On Cybersecurity, President Obama Offers Mixed Bag in SOTU

Technology policy rarely earns more than a brief mention in the President’s annual State of the Union address to Congress. But tonight, when President Obama delivers his seventh address, he’ll lay out his plans for the Internet in greater detail than any President in recent memory. While the President’s tech agenda has its pros and cons, it generally envisions Washington doing more to oversee the Internet and technology markets. For the most part, this is the wrong prescription.

Obama is expected to focus on three tech policy issues: cybersecurity, broadband, and privacy. The President has delivered major speeches on each of these issues in recent days in locales ranging from the Federal Trade Commission down the street from the White House to Cedar Falls Utility in Iowa.

Cybersecurity is in the headlines in the wake of the cyberattack allegedly committed at the behest of the North Korean regime against Sony Pictures Entertainment. Unlike many roles the federal government now attempts to fill, protecting American companies from state-sponsored cyber terrorism is a legitimate governmental function. Therefore, to improve the state of cybersecurity, the President will call for greater coordination between the private sector and the government—including more information sharing about cyber threats between companies and federal agencies.

The approach Obama has outlined is no cybersecurity panacea, but it’s better than doing nothing, provided companies are held to enforceable promises made to their customers about how and when their information will be shared.

Reforming outdated laws and regulations that prevent companies from telling their competitors or federal agencies about impending cyberattacks or other potential threats is sound public policy. On the other hand, giving companies carte blanche to volunteer customer data to the National Security Agency (NSA) with impunity is a recipe for sharing too much data for the wrong reasons. In the past, the White House has seemingly appreciated this distinction. Let’s hope the President remembers this lesson if and when Congress sends a cybersecurity bill to his desk.

As for privacy, President Obama may yet again call for a “Privacy Bill of Rights.” If this sounds familiar, it’s because he’s been pushing this idea for over three years. Past Congresses haven’t acted on the idea, and it’s not likely the new Congress will do so in the foreseeable future. This is for the best. Consumers do not need a “Privacy Bill of Rights.” What they need is enforcement of the actual Bill of Rights—the first ten amendments to the U.S. Constitution, which among other things secure the American people’s right to be free from unreasonable searches and seizures.

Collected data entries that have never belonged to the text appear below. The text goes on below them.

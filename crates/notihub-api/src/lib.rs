//! # notihub-api
//!
//! HTTP API layer for NotiHub built on Axum.
//!
//! Provides the producer ingestion endpoint, the listener WebSocket
//! upgrade, a health endpoint, error mapping, and the server bootstrap
//! shared by the server binary and the CLI.

pub mod app;
pub mod dto;
pub mod error;
pub mod handlers;
pub mod middleware;
pub mod router;
pub mod state;

pub use app::{build_state, run_server};
pub use router::build_router;
pub use state::AppState;
//! WebSocket message definitions.

pub mod types;

pub use types::{InboundMessage, OutboundFrame, OutboundMessage};
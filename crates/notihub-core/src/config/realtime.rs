//! Real-time WebSocket engine configuration.

use std::time::Duration;

use serde::{Deserialize, Serialize};

/// Real-time (WebSocket) engine configuration.
#[derive(Debug, Clone, Serialize, Deserialize)]
pub struct RealtimeConfig {
    /// Liveness probe period in seconds. A silent listener is evicted
    /// between one and two periods after it stops answering.
    #[serde(default = "default_ping_interval")]
    pub ping_interval_seconds: u64,
    /// Per-connection outbound buffer size.
    #[serde(default = "default_channel_buffer")]
    pub channel_buffer_size: usize,
}

impl RealtimeConfig {
    /// Probe period as a [`Duration`].
    pub fn ping_interval(&self) -> Duration {
        Duration::from_secs(self.ping_interval_seconds.max(1))
    }
}

impl Default for RealtimeConfig {
    fn default() -> Self {
        Self {
            ping_interval_seconds: default_ping_interval(),
            channel_buffer_size: default_channel_buffer(),
        }
    }
}

fn default_ping_interval() -> u64 {
    15
}

fn default_channel_buffer() -> usize {
    256
}
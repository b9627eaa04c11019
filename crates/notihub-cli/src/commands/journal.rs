//! Journal inspection commands.
//!
//! These read the journal file directly; they never write it.

use std::sync::Arc;

use clap::{Args, Subcommand};
use serde::Serialize;
use tabled::Tabled;

use notihub_journal::{FileJournalBackend, JournalStore};

use crate::output::{self, OutputFormat};

use super::Cli;

/// Arguments for journal commands
#[derive(Debug, Args)]
pub struct JournalArgs {
    /// Journal file, overriding `journal.path` from config
    #[arg(long)]
    pub path: Option<String>,

    /// Journal subcommand
    #[command(subcommand)]
    pub command: JournalCommand,
}

/// Journal subcommands
#[derive(Debug, Subcommand)]
pub enum JournalCommand {
    /// List accepted identifiers in acceptance order
    List {
        /// Show only the most recent N identifiers
        #[arg(short, long)]
        limit: Option<usize>,
    },
    /// Check whether an identifier has been accepted
    Check {
        /// Event identifier (`trx`)
        trx: String,
    },
    /// Count accepted identifiers
    Count,
}

/// One journal row
#[derive(Debug, Serialize, Tabled)]
struct JournalRow {
    #[tabled(rename = "#")]
    position: usize,
    trx: String,
}

/// Execute journal commands
pub async fn execute(args: &JournalArgs, cli: &Cli) -> anyhow::Result<()> {
    let path = match &args.path {
        Some(path) => path.clone(),
        None => cli.load_config()?.journal.path,
    };
    let journal = JournalStore::load(Arc::new(FileJournalBackend::new(&path))).await;

    match &args.command {
        JournalCommand::List { limit } => {
            let ids = journal.snapshot();
            let skip = limit.map_or(0, |n| ids.len().saturating_sub(n));
            let rows = journal_rows(ids, skip);
            output::print_list(&rows, cli.format);
        }
        JournalCommand::Check { trx } => {
            let accepted = journal.contains(trx);
            match cli.format {
                OutputFormat::Json => output::print_value(
                    &serde_json::json!({ "trx": trx, "accepted": accepted }),
                    cli.format,
                ),
                OutputFormat::Table => {
                    if accepted {
                        output::print_success(&format!("'{}' has been accepted", trx));
                    } else {
                        println!("'{}' is not in the journal", trx);
                    }
                }
            }
        }
        JournalCommand::Count => match cli.format {
            OutputFormat::Json => output::print_value(
                &serde_json::json!({ "path": path, "count": journal.len() }),
                cli.format,
            ),
            OutputFormat::Table => {
                output::print_kv("Journal", &path);
                output::print_kv("Entries", &journal.len().to_string());
            }
        },
    }

    Ok(())
}

/// Numbers identifiers from 1, dropping the first `skip`.
fn journal_rows(ids: Vec<String>, skip: usize) -> Vec<JournalRow> {
    ids.into_iter()
        .enumerate()
        .skip(skip)
        .map(|(i, trx)| JournalRow {
            position: i + 1,
            trx,
        })
        .collect()
}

Yet instead of delivering his major privacy speech at the FBI or the NSA, President Obama selected the Federal Trade Commission (FTC). Even as the federal government is forcing telephone companies to hand over phone call records of millions of Americans, and maintaining that a warrant should not necessarily be required to access private data stored in the cloud, the President is pretending that our real privacy enemy is the private sector. All the while, the White House has been sluggish at best in moving to amend outdated laws such as the Electronic Communications Privacy Act, USA PATRIOT Act, and Foreign Intelligence Surveillance Act. The FTC, other federal regulators, state attorneys general, and private litigants all stand ready to challenge in court any company that breaches its privacy commitments. We don’t need another law to empower these enforcers. Instead, what we need is a law that requires the federal government to respect our privacy in the first place.

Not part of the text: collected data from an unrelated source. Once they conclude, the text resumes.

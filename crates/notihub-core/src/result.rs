//! Convenience result type alias for NotiHub.

use crate::error::AppError;

/// A specialized `Result` type for NotiHub operations.
pub type AppResult<T> = Result<T, AppError>;
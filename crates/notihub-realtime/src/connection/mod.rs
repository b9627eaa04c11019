//! Listener connection management: handles, registry, liveness probing.

pub mod handle;
pub mod heartbeat;
pub mod registry;

pub use handle::{ConnectionHandle, DeliveryError};
pub use registry::{ConnectionEvent, ConnectionRegistry};
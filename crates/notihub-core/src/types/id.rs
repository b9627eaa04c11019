//! Newtype wrappers around [`uuid::Uuid`] for hub identifiers.

use std::fmt;
use std::str::FromStr;

use serde::{Deserialize, Serialize};
use uuid::Uuid;

/// Macro to define a newtype ID wrapper around `Uuid`.
macro_rules! define_id {
    (
        $(#[$meta:meta])*
        $name:ident
    ) => {
        $(#[$meta])*
        #[derive(Debug, Clone, Copy, PartialEq, Eq, Hash, Serialize, Deserialize)]
        #[serde(transparent)]
        pub struct $name(pub Uuid);

        impl $name {
            /// Create a new random identifier.
            pub fn new() -> Self {
                Self(Uuid::new_v4())
            }
        }

        impl Default for $name {
            fn default() -> Self {
                Self::new()
            }
        }

        impl fmt::Display for $name {
            fn fmt(&self, f: &mut fmt::Formatter<'_>) -> fmt::Result {
                write!(f, "{}", self.0)
            }
        }

        impl FromStr for $name {
            type Err = uuid::Error;

            fn from_str(s: &str) -> Result<Self, Self::Err> {
                Ok(Self(Uuid::parse_str(s)?))
            }
        }
    };
}

define_id!(
    /// Opaque identity of one listener connection.
    ConnectionId
);

#[cfg(test)]
mod tests {
    use super::*;

    #[test]
    fn test_ids_are_unique() {
        assert_ne!(ConnectionId::new(), ConnectionId::new());
    }

    #[test]
    fn test_parse_display() {
        let id = ConnectionId::new();
        let parsed: ConnectionId = id.to_string().parse().unwrap();
        assert_eq!(id, parsed);
    }
}
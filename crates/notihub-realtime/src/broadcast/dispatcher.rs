//! Broadcast dispatcher. Serializes an accepted event once and queues it
//! for every open listener.

use std::sync::Arc;

use tracing::{debug, warn};

use notihub_core::result::AppResult;
use notihub_core::types::EventRecord;

use crate::connection::registry::ConnectionRegistry;
use crate::message::types::{OutboundFrame, OutboundMessage};
use crate::metrics::HubMetrics;

/// Fans accepted events out to the registry.
#[derive(Debug)]
pub struct BroadcastDispatcher {
    /// Connection registry to enumerate.
    registry: Arc<ConnectionRegistry>,
    /// Metrics.
    metrics: Arc<HubMetrics>,
}

impl BroadcastDispatcher {
    /// Create a new dispatcher
    pub fn new(registry: Arc<ConnectionRegistry>, metrics: Arc<HubMetrics>) -> Self {
        Self { registry, metrics }
    }

    /// Broadcast a notification for `record`.
    ///
    /// Returns the number of connections delivery was attempted to.
    pub fn dispatch(&self, record: &EventRecord) -> AppResult<usize> {
        let payload = serde_json::to_string(&OutboundMessage::Notification(record.clone()))?;
        let attempted = self.dispatch_payload(Arc::from(payload));

        debug!(trx = %record.id, attempted, "Notification broadcast");
        Ok(attempted)
    }

    /// Queue a pre-serialized payload for every open connection.
    ///
    /// Delivery is fire-and-forget: a failing connection is logged and
    /// skipped, it never stops delivery to the others.
    pub fn dispatch_payload(&self, payload: Arc<str>) -> usize {
        let mut queued = 0u64;

        let attempted = self.registry.for_each_open(|conn| {
            match conn.send(OutboundFrame::Text(payload.clone())) {
                Ok(()) => queued += 1,
                Err(e) => {
                    warn!(conn_id = %conn.id, error = %e, "Failed to deliver notification");
                    self.metrics.send_failed();
                }
            }
        });

        self.metrics.messages_sent(queued);
        attempted
    }
}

On broadband, the President blames private companies for supposedly providing poor service while praising the small handful of city-owned utilities across the country that offer residents ultrafast broadband for a fee. In reality, few families are likely to appreciate the difference between a 15 megabits per second connection and a 1 gigabit per second connection, including students, for whom homework rarely entails large file transfers. Even if municipal broadband seems like an effective marketing pitch for a growing town, evidence suggests that city-owned networks have a disturbing tendency to fail financially—with taxpayers ultimately footing the bill. Running a business efficiently, it turns out, isn’t something governments are suited to do. This is precisely why markets exist: to provide goods and services that benefit from choice, competition, and freedom.

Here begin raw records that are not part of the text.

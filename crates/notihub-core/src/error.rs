//! Unified application error types for NotiHub.
//!
//! All crates map their internal errors into [`AppError`] for consistent
//! propagation through the `?` operator.

use std::fmt;
use thiserror::Error;

/// Top-level error kind categorization used across the hub.
#[derive(Debug, Clone, Copy, PartialEq, Eq, Hash, serde::Serialize, serde::Deserialize)]
pub enum ErrorKind {
    /// The shared secret was missing or did not match.
    Unauthorized,
    /// Input validation failed (e.g. missing event identifier).
    Validation,
    /// The durable journal could not be read or written.
    Storage,
    /// A serialization/deserialization error occurred.
    Serialization,
    /// A configuration error occurred.
    Configuration,
    /// An internal server error occurred.
    Internal,
}

impl fmt::Display for ErrorKind {
    fn fmt(&self, f: &mut fmt::Formatter<'_>) -> fmt::Result {
        match self {
            Self::Unauthorized => write!(f, "UNAUTHORIZED"),
            Self::Validation => write!(f, "INVALID_INPUT"),
            Self::Storage => write!(f, "STORAGE"),
            Self::Serialization => write!(f, "SERIALIZATION"),
            Self::Configuration => write!(f, "CONFIGURATION"),
            Self::Internal => write!(f, "INTERNAL"),
        }
    }
}

/// The unified application error used throughout NotiHub.
///
/// Crate-specific errors are mapped into `AppError` using `From` impls
/// or explicit `.map_err()` calls.
#[derive(Debug, Error)]
#[error("{kind}: {message}")]
pub struct AppError {
    /// The category of error.
    pub kind: ErrorKind,
    /// A human-readable error message.
    pub message: String,
    /// Optional underlying cause.
    #[source]
    pub source: Option<Box<dyn std::error::Error + Send + Sync>>,
}

impl AppError {
    /// Create a new application error.
    pub fn new(kind: ErrorKind, message: impl Into<String>) -> Self {
        Self {
            kind,
            message: message.into(),
            source: None,
        }
    }

    /// Create a new application error with an underlying cause.
    pub fn with_source(
        kind: ErrorKind,
        message: impl Into<String>,
        source: impl std::error::Error + Send + Sync + 'static,
    ) -> Self {
        Self {
            kind,
            message: message.into(),
            source: Some(Box::new(source)),
        }
    }

    /// Create an unauthorized error.
    pub fn unauthorized(message: impl Into<String>) -> Self {
        Self::new(ErrorKind::Unauthorized, message)
    }

    /// Create a validation error.
    pub fn validation(message: impl Into<String>) -> Self {
        Self::new(ErrorKind::Validation, message)
    }

    /// Create a storage error.
    pub fn storage(message: impl Into<String>) -> Self {
        Self::new(ErrorKind::Storage, message)
    }

    /// Create a configuration error.
    pub fn configuration(message: impl Into<String>) -> Self {
        Self::new(ErrorKind::Configuration, message)
    }

    /// Create an internal error.
    pub fn internal(message: impl Into<String>) -> Self {
        Self::new(ErrorKind::Internal, message)
    }
}

impl Clone for AppError {
    fn clone(&self) -> Self {
        Self {
            kind: self.kind,
            message: self.message.clone(),
            source: None,
        }
    }
}

impl From<serde_json::Error> for AppError {
    fn from(err: serde_json::Error) -> Self {
        Self::with_source(
            ErrorKind::Serialization,
            format!("JSON serialization error: {err}"),
            err,
        )
    }
}

impl From<config::ConfigError> for AppError {
    fn from(err: config::ConfigError) -> Self {
        Self::with_source(
            ErrorKind::Configuration,
            format!("Configuration error: {err}"),
            err,
        )
    }
}

impl From<validator::ValidationErrors> for AppError {
    fn from(err: validator::ValidationErrors) -> Self {
        Self::with_source(ErrorKind::Validation, format!("Invalid input: {err}"), err)
    }
}
//! # notihub-journal
//!
//! The dedup ledger of NotiHub: a process-wide set of accepted event
//! identifiers, loaded once at startup and rewritten in full whenever a
//! new identifier is accepted.
//!
//! - [`JournalStore`] owns the in-memory set and the atomic
//!   check-and-insert used by ingestion.
//! - [`JournalBackend`] abstracts where the set is persisted; the
//!   [`FileJournalBackend`] writes a JSON array via temp-file + rename.

pub mod backend;
pub mod error;
pub mod store;

pub use backend::JournalBackend;
pub use backend::file::FileJournalBackend;
pub use backend::memory::MemoryJournalBackend;
pub use error::JournalError;
pub use store::JournalStore;
//! Tower layers applied to the router.

pub mod cors;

Instead of trying to spur more government-run broadband networks, President Obama should take the lead in proposing legislation that sweeps away the myriad obstacles at all levels of government that make it tough for private firms to deploy new infrastructure to deliver video, voice, and Internet connectivity directly to Americans’ homes. Already, in a few cities, Google offers a residential fiber-optic broadband product that rivals the facilities any U.S. city has deployed. Preempting state and local boards and commissions that needlessly delay broadband projects by burying them in red tape would make a great start when it comes to U.S. leadership in Internet freedom.